IL MISTER / “BISOGNA RISPONDERE CON LA QUALITA’ E LA VELOCITA’ ALLE FISICITA DELL’ATALANTA, LA SQUADRA PIU’ INGLESE DELLA SERIE A”

image (6)(Il Mister) – A carte coperte. Roberto Donadoni continua a praticare un calcio offensivo e a tratti spregiudicati sul campo, ma in conferenza stampa dimostra una volta di più di amare il catenaccio – solo e soltanto – verbale. Sintomo che l’importanza della sfida è grande, ma anche ennesima prova del fatto che nelle partite che porteranno il Parma al prossimo Natale i crociati si giocheranno moltissimo.

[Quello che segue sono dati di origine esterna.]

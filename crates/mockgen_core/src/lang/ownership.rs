//! Reference-ownership qualifiers (`weak`, `unowned`, `unowned(safe)`, `unowned(unsafe)`).
//!
//! The registry order is the **match priority**: parenthesised spellings come before the bare
//! `unowned`, so a suffix scan never classifies `unowned(safe)` as `unowned`.
//!
//! ## Examples
//! ```rust
//! use mockgen_core::lang::ownership::{self, Ownership};
//!
//! assert_eq!(ownership::classify_suffix("private unowned(safe)"), Some(Ownership::UnownedSafe));
//! assert_eq!(ownership::classify_suffix("@IBOutlet weak"), Some(Ownership::Weak));
//! assert_eq!(ownership::classify_suffix("tweak"), None);
//! ```

use std::fmt;

/// Ownership qualifier attached to a stored reference.
#[derive(Debug, Clone, Copy, PartialEq, Eq, Hash)]
pub enum Ownership {
    Weak,
    Unowned,
    UnownedSafe,
    UnownedUnsafe,
}

/// Metadata for an ownership qualifier.
#[derive(Debug, Clone, Copy)]
pub struct OwnershipInfo {
    pub id: Ownership,
    pub canonical: &'static str,
}

/// Registry of ownership qualifiers, most specific spelling first.
pub const OWNERSHIP_QUALIFIERS: &[OwnershipInfo] = &[
    info(Ownership::UnownedSafe, "unowned(safe)"),
    info(Ownership::UnownedUnsafe, "unowned(unsafe)"),
    info(Ownership::Unowned, "unowned"),
    info(Ownership::Weak, "weak"),
];

/// Canonical spelling.
pub fn as_str(id: Ownership) -> &'static str {
    info_for(id).canonical
}

/// Full metadata.
///
/// ## Panics
/// - If the registry is missing an entry for `id` (this indicates a programming error).
pub fn info_for(id: Ownership) -> &'static OwnershipInfo {
    OWNERSHIP_QUALIFIERS
        .iter()
        .find(|o| o.id == id)
        .expect("ownership info missing")
}

/// Lookup by exact spelling.
pub fn from_str(s: &str) -> Option<Ownership> {
    OWNERSHIP_QUALIFIERS.iter().find(|o| o.canonical == s).map(|o| o.id)
}

/// Classify the qualifier that `text` ends with, if any.
///
/// Spellings are tried in registry order. A match must start at an identifier boundary, so `tweak`
/// does not end with the `weak` qualifier.
///
/// ## Notes
/// - `text` is expected to be already trimmed; trailing whitespace prevents a match.
pub fn classify_suffix(text: &str) -> Option<Ownership> {
    OWNERSHIP_QUALIFIERS.iter().find_map(|o| {
        let head = text.strip_suffix(o.canonical)?;
        let at_boundary = head
            .chars()
            .next_back()
            .is_none_or(|c| !(c.is_alphanumeric() || c == '_' || c == '$'));
        at_boundary.then_some(o.id)
    })
}

impl fmt::Display for Ownership {
    fn fmt(&self, f: &mut fmt::Formatter<'_>) -> fmt::Result {
        f.write_str(as_str(*self))
    }
}

const fn info(id: Ownership, canonical: &'static str) -> OwnershipInfo {
    OwnershipInfo { id, canonical }
}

L’obiettivo è rendere quanto di buono fatto sinora addirittura ottimo, lanciandosi nel 2013 con i migliori auspici, prima che il calendario torni a riproporci le avversarie mortifere che hanno affossato l’inizio di campionato (dalla Juventus al Napoli, passando per il Milan). Proprio per questo, la tradizionale partitella di collaudo del giovedì (anticipata in questo caso al mercoledì per via dell’anticipo delle 18) è stata ancora una volta blindata e chiusa alla stampa.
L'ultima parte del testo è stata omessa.